DATA PROVIDED:
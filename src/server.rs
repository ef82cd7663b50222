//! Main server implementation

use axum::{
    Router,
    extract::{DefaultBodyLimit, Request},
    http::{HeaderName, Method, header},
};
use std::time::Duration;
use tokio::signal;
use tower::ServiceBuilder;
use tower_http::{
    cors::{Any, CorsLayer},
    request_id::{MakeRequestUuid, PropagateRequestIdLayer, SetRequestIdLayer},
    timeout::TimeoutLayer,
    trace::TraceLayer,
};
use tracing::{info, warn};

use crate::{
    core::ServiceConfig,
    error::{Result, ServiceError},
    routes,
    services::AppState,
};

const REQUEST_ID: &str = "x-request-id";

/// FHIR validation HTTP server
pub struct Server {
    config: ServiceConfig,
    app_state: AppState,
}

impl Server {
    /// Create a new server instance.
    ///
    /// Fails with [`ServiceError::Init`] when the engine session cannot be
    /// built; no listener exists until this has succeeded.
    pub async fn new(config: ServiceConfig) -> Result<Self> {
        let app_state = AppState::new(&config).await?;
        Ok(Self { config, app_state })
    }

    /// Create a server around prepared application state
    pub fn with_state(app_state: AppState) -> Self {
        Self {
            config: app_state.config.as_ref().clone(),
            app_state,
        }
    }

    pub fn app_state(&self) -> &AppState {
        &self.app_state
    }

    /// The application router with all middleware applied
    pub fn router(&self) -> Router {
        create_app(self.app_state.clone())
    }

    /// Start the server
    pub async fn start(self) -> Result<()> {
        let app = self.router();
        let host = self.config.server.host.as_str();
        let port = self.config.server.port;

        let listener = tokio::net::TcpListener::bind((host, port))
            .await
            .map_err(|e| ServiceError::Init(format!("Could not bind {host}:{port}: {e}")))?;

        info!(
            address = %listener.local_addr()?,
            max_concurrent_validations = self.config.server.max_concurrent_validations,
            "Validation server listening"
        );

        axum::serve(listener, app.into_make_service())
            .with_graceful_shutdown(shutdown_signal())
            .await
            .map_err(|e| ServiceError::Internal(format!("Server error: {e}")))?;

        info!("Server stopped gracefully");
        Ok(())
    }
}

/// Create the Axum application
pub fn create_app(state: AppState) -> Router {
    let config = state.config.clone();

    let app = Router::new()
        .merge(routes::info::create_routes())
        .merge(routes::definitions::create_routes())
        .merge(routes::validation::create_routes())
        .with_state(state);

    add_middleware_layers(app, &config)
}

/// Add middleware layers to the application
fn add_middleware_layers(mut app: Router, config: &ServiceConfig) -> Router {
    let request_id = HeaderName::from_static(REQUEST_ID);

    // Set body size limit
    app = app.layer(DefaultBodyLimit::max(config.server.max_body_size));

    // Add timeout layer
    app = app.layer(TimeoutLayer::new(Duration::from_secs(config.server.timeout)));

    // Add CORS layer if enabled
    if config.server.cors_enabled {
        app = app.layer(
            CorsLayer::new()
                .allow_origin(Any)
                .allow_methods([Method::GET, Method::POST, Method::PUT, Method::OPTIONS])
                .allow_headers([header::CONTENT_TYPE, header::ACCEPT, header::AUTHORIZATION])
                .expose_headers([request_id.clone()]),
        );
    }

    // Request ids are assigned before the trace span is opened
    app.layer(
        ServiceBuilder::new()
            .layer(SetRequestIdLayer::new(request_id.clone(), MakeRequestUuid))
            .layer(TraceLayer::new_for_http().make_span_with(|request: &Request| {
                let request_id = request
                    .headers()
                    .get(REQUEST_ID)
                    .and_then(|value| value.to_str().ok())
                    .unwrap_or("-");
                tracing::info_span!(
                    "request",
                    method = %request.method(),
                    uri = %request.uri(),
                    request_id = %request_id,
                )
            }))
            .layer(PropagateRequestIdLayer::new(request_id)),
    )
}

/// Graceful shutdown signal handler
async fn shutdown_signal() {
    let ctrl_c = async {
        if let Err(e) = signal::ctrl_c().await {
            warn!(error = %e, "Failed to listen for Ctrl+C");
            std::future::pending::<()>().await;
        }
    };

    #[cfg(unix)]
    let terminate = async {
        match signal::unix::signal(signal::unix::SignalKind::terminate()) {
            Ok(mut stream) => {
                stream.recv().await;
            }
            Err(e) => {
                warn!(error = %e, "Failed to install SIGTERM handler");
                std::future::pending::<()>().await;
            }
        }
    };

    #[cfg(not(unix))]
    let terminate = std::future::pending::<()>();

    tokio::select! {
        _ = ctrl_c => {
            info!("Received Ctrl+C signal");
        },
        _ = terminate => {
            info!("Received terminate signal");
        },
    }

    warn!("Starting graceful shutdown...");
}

TASK TO COMPLETE: Work through the listing above and report how many lines include the string "MakeRequestUuid", with no other text.

SOLUTION: 2